I have no idea who she was. I don't care. She is nothing to me, less now that she is broken. Dead she held no fascination. Alive, she had been an endless source of amusement and pleading.
I walk past the dark hulks of the air-conditioning units, huffing their humid exhalations into the cool night air, past the exhaust vents and access panels, across the roof of the apartment building and into the lift engine room. Slowly and with grim satisfaction I close the door gently behind me and start my slow, quiet descent. The dusty staircase welcomes me like a lover, echoing and muffling my footsteps on each dusty stair. The quiet dark swallows me.
It seems moments later that I am on the ground floor, my access pass allowing me to surreptitiously exit via the service door to the left of the lift-well, safely outside the gathering circle of onlookers clustered around her body. I take care to ensure they do not notice me arriving, and then rush forwards pushing through the crowd.
"What happened? Did anyone see what happened?" I cry as I kneel quickly at her side, carefully keeping my knees upstream from the slowly seeping pool of blood.
"She must have jumped," someone comments. A callow youth dressed to impress in his antiestablishment gothic costume, all black lipstick and white face-paint. I couldn't have asked for a better alibi, and of course he thinks she jumped. He, obsessed with death and nihilism, rejecting sense and order to embrace, if fleetingly, the chaos of the world in his brief rebellious phase. How could he think anything else? The cold romance of a suicide pulled at his soul no doubt like gravity had pulled at her body after I pushed. Unremittingly, inarguably, inevitably. I mildly wondered how long he would maintain such a morbid view of the world, such a passionate interest in death, if I had my hands on him and slowly choked the life from him. It would be interesting to find out I admitted to myself, I'd have to keep that in mind.

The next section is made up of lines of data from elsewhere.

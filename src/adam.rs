//! Adam optimizer for a flat parameter buffer.
//!
//! Keeps exponential moving averages of the gradient and its square for
//! every parameter and scales each update by their bias-corrected ratio.

use crate::math::adam_update;

/// Settings for the Adam optimizer
#[derive(Debug, Clone, Copy)]
pub struct AdamOptions {
    /// First moment decay rate (default: 0.9)
    pub beta1: f64,
    /// Second moment decay rate (default: 0.999)
    pub beta2: f64,
    /// Small constant for numerical stability (default: 1e-8)
    pub epsilon: f64,
    /// Learning rate (default: 0.01)
    pub learning_rate: f64,
}

impl Default for AdamOptions {
    fn default() -> Self {
        Self {
            beta1: 0.9,
            beta2: 0.999,
            epsilon: 1e-8,
            learning_rate: 0.01,
        }
    }
}

/// Adam state for `dim` parameters.
///
/// [`Adam::step`] minimizes, callers that maximize pass the negated gradient.
#[derive(Debug, Clone)]
pub struct Adam {
    /// First moment estimate
    m: Vec<f64>,
    /// Second moment estimate
    v: Vec<f64>,
    /// Iteration counter
    t: u64,
    settings: AdamOptions,
}

impl Adam {
    pub fn new(settings: AdamOptions, dim: usize) -> Self {
        Self {
            m: vec![0.; dim],
            v: vec![0.; dim],
            t: 0,
            settings,
        }
    }

    /// Move `params` one step against `grad`.
    pub fn step(&mut self, params: &mut [f64], grad: &[f64]) {
        self.t += 1;
        let t = i32::try_from(self.t).unwrap_or(i32::MAX);
        let bias1 = 1. - self.settings.beta1.powi(t);
        let bias2 = 1. - self.settings.beta2.powi(t);
        adam_update(
            params,
            grad,
            &mut self.m,
            &mut self.v,
            self.settings.beta1,
            self.settings.beta2,
            bias1,
            bias2,
            self.settings.learning_rate,
            self.settings.epsilon,
        );
    }

    /// Number of steps taken so far.
    pub fn num_steps(&self) -> u64 {
        self.t
    }
}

"Don't just stand there, call an ambulance you idiot," I yelled back at him, taking quiet glee in the way he jumped and looked guilty. They all did. If they'd been moral and upright members of the community they'd have called the ambulance on spotting her crumpled body rather than gathering around in gossipy crowds staring and poking with their toes at her crumpled form. Humanity disgusted me, that’s why we died, that’s why we are made to die.
In the hurried rustling and patting of pockets to find a mobile phone I stood and simply walked away, smiling. She flies? No, she flew.